I'm using Entity Framework 6 with a Code-First approach, and I want two entities to be put in the same table. What am I doing wrong?
[Table("Review")]
public class Review
{
public int Id { get; set; }
public PictureInfo PictureInfo { get; set; }
public int PictureInfoId { get; set; }
}
[Table("Review")]
public class PictureInfo
{
[Key, ForeignKey("Review")]
public int ReviewId { get; set; }
public Review Review { get; set; }
}
The error I get: The entity types 'PictureInfo' and 'Review' cannot share table 'Review' because they are not in the same type hierarchy or do not have a valid one to one foreign key relationship with matching primary keys between them.
What am I doing wrong?
Seems like the problem was that the relationship was interpreted as one-to-0..1 instead of one-to-one.
The foreign key int PictureInfoId
on the Review end was unneeded/ignored, so its non-nullability did not make the Review end of the relationship required. Removing this unneeded key and adding the [Required] attribute to the PictureInfo navigational property solved it.

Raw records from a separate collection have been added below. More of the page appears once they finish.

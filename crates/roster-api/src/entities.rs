//! Handlers for the fixed-kind endpoints `/lockers/`, `/logs/` and
//! `/payments/`.
//!
//! Same dispatcher as `/dynamic/`, with one difference: `GET ?id=` returns
//! the single record (or 404) rather than a page.

use axum::{
  Json,
  extract::{Query, State},
  http::StatusCode,
  response::{IntoResponse, Response},
  routing::{MethodRouter, get},
};
use bytes::Bytes;
use roster_core::{ResourceKind, service::require_id, store::EntityStore};

use crate::{AppState, error::ApiError, json_body, param};

type Params = Vec<(String, String)>;

/// All four methods for `kind`, bound to one path.
pub fn routes<S>(kind: ResourceKind) -> MethodRouter<AppState<S>>
where
  S: EntityStore + Clone + 'static,
{
  get(move |state: State<AppState<S>>, params: Query<Params>| read(kind, state, params))
    .post(move |state: State<AppState<S>>, body: Bytes| create(kind, state, body))
    .patch(move |state: State<AppState<S>>, params: Query<Params>, body: Bytes| {
      update(kind, state, params, body)
    })
    .delete(move |state: State<AppState<S>>, params: Query<Params>| remove(kind, state, params))
}

/// `GET ?id=<id>` → one record; `GET` → filtered page.
pub async fn read<S>(
  kind: ResourceKind,
  State(state): State<AppState<S>>,
  Query(params): Query<Params>,
) -> Result<Response, ApiError>
where
  S: EntityStore + Clone + 'static,
{
  if let Some(raw) = param(&params, "id").filter(|s| !s.trim().is_empty()) {
    let id = require_id(Some(raw))?;
    let record = state.service.get(kind, id).await?;
    return Ok(Json(record).into_response());
  }
  let page = state.service.list(kind, &params).await?;
  Ok(Json(page).into_response())
}

pub async fn create<S>(
  kind: ResourceKind,
  State(state): State<AppState<S>>,
  body: Bytes,
) -> Result<impl IntoResponse, ApiError>
where
  S: EntityStore + Clone + 'static,
{
  let body = json_body(&body)?;
  let record = state.service.create(kind, &body).await?;
  Ok((StatusCode::CREATED, Json(record)))
}

pub async fn update<S>(
  kind: ResourceKind,
  State(state): State<AppState<S>>,
  Query(params): Query<Params>,
  body: Bytes,
) -> Result<impl IntoResponse, ApiError>
where
  S: EntityStore + Clone + 'static,
{
  let body = json_body(&body)?;
  let record = state.service.update(kind, param(&params, "id"), &body).await?;
  Ok(Json(record))
}

pub async fn remove<S>(
  kind: ResourceKind,
  State(state): State<AppState<S>>,
  Query(params): Query<Params>,
) -> Result<StatusCode, ApiError>
where
  S: EntityStore + Clone + 'static,
{
  state.service.delete(kind, param(&params, "id")).await?;
  Ok(StatusCode::NO_CONTENT)
}

#[cfg(test)]
mod tests {
  use axum::http::StatusCode;
  use serde_json::json;

  use crate::{
    ServerConfig,
    tests::{body_json, make_state, send},
  };

  #[tokio::test]
  async fn get_with_id_returns_one_record() {
    let state = make_state(ServerConfig::default()).await;
    let resp = send(&state, "POST", "/api/lockers/", Some(json!({ "is_vip": true }))).await;
    assert_eq!(resp.status(), StatusCode::CREATED);

    let resp = send(&state, "GET", "/api/lockers/?id=1", None).await;
    assert_eq!(resp.status(), StatusCode::OK);
    let locker = body_json(resp).await;
    assert_eq!(locker["id"], 1);
    assert_eq!(locker["is_vip"], true);
    assert_eq!(locker["is_open"], false);

    let resp = send(&state, "GET", "/api/lockers/?id=9", None).await;
    assert_eq!(resp.status(), StatusCode::NOT_FOUND);
    let resp = send(&state, "GET", "/api/lockers/?id=x", None).await;
    assert_eq!(resp.status(), StatusCode::BAD_REQUEST);
  }

  #[tokio::test]
  async fn log_lifecycle_over_http() {
    let state = make_state(ServerConfig::default()).await;
    send(&state, "POST", "/api/dynamic/?action=member", Some(json!({ "card_no": "7" }))).await;

    let resp = send(&state, "POST", "/api/logs/", Some(json!({ "user": 1, "full_name": "A" }))).await;
    assert_eq!(resp.status(), StatusCode::CREATED);
    let log = body_json(resp).await;
    assert!(log["entry_time"].is_string());
    assert!(log["exit_time"].is_null());
    assert_eq!(log["is_online"], true);

    let resp = send(&state, "PATCH", "/api/logs/?id=1", Some(json!({ "is_online": false }))).await;
    let exit = body_json(resp).await["exit_time"].clone();
    assert!(exit.is_string());

    let resp = send(&state, "PATCH", "/api/logs/?id=1", Some(json!({ "is_online": false }))).await;
    assert_eq!(body_json(resp).await["exit_time"], exit);
  }

  #[tokio::test]
  async fn payments_filter_by_substring_and_paginate() {
    let state = make_state(ServerConfig::default()).await;
    for i in 0..23 {
      let method = if i % 2 == 0 { "Card" } else { "Cash" };
      let resp = send(
        &state,
        "POST",
        "/api/payments/",
        Some(json!({ "price": 1000 + i, "paid_method": method, "full_name": "John Doe" })),
      )
      .await;
      assert_eq!(resp.status(), StatusCode::CREATED);
    }

    let resp = send(&state, "GET", "/api/payments/?page=3&limit=10", None).await;
    let page = body_json(resp).await;
    assert_eq!(page["total_items"], 23);
    assert_eq!(page["total_pages"], 3);
    assert_eq!(page["current_page"], 3);
    let ids: Vec<i64> = page["items"]
      .as_array()
      .unwrap()
      .iter()
      .map(|item| item["id"].as_i64().unwrap())
      .collect();
    assert_eq!(ids, vec![21, 22, 23]);

    let resp = send(&state, "GET", "/api/payments/?page=4&limit=10", None).await;
    assert_eq!(body_json(resp).await["items"], json!([]));

    let resp = send(&state, "GET", "/api/payments/?paid_method=car&full_name=JOHN", None).await;
    assert_eq!(body_json(resp).await["total_items"], 12);
  }

  #[tokio::test]
  async fn deleting_a_person_keeps_the_locker() {
    let state = make_state(ServerConfig::default()).await;
    send(&state, "POST", "/api/dynamic/?action=person", Some(json!({ "full_name": "A" }))).await;
    send(&state, "POST", "/api/lockers/", Some(json!({ "user": 1, "full_name": "A" }))).await;

    let resp = send(&state, "DELETE", "/api/dynamic/?action=person&id=1", None).await;
    assert_eq!(resp.status(), StatusCode::NO_CONTENT);

    let resp = send(&state, "GET", "/api/lockers/?id=1", None).await;
    assert_eq!(resp.status(), StatusCode::OK);
    assert!(body_json(resp).await["user"].is_null());
  }

  #[tokio::test]
  async fn delete_requires_id() {
    let state = make_state(ServerConfig::default()).await;
    let resp = send(&state, "DELETE", "/api/payments/", None).await;
    assert_eq!(resp.status(), StatusCode::BAD_REQUEST);
  }
}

Here's the corrected Review class.
[Table("Review")]
public class Review
{
public int Id { get; set; }
[Required]
public PictureInfo PictureInfo { get; set; }
}
I've managed to achieve what you wanted with fluent api. Fluent api offers much richer options for configuration than data-annotations. I've changed a bit your entity classes:
public class Review
{
public int Id { get; set; }
public PictureInfo PictureInfo { get; set; }
}
PictureInfoId property is not necessary as foreign key relationship will be done on primary keys of both entities.
public class PictureInfo
{
public int Id { get; set; }
public Review Review { get; set; }
}
Because Review and PictureInfo will be mapped to the same table they need to share the same primary key column so for PictureInfo and Review this column should have the same name. If you would like to keep in PictureInfo primary key property named ReviewId you can do this but you would need then to map its name to "Id". Finaly the DbContext:
public class MyDbContext : DbContext
{
protected override void OnModelCreating(DbModelBuilder modelBuilder)
{
modelBuilder.Entity<Review>().HasKey( e => e.Id );
modelBuilder.Entity<Review>()
.HasRequired(e => e.PictureInfo)
.WithRequiredDependent(e => e.Review);
modelBuilder.Entity<Review>().Map(m => m.ToTable("Review"));
modelBuilder.Entity<PictureInfo>().Map(m => m.ToTable("Review"));
modelBuilder.Entity<PictureInfo>().HasKey(e => e.Id);
base.OnModelCreating(modelBuilder);
}
public DbSet<Review> Reviews { get; set; }
public DbSet<PictureInfo> PictureInfos { get; set; }
}
OnModelCreating holds fluent api mapping definition. All you have to do is to define primary keys on both entities with the same name, bind those 2 entities with 1-1 relation and then map them to the same table.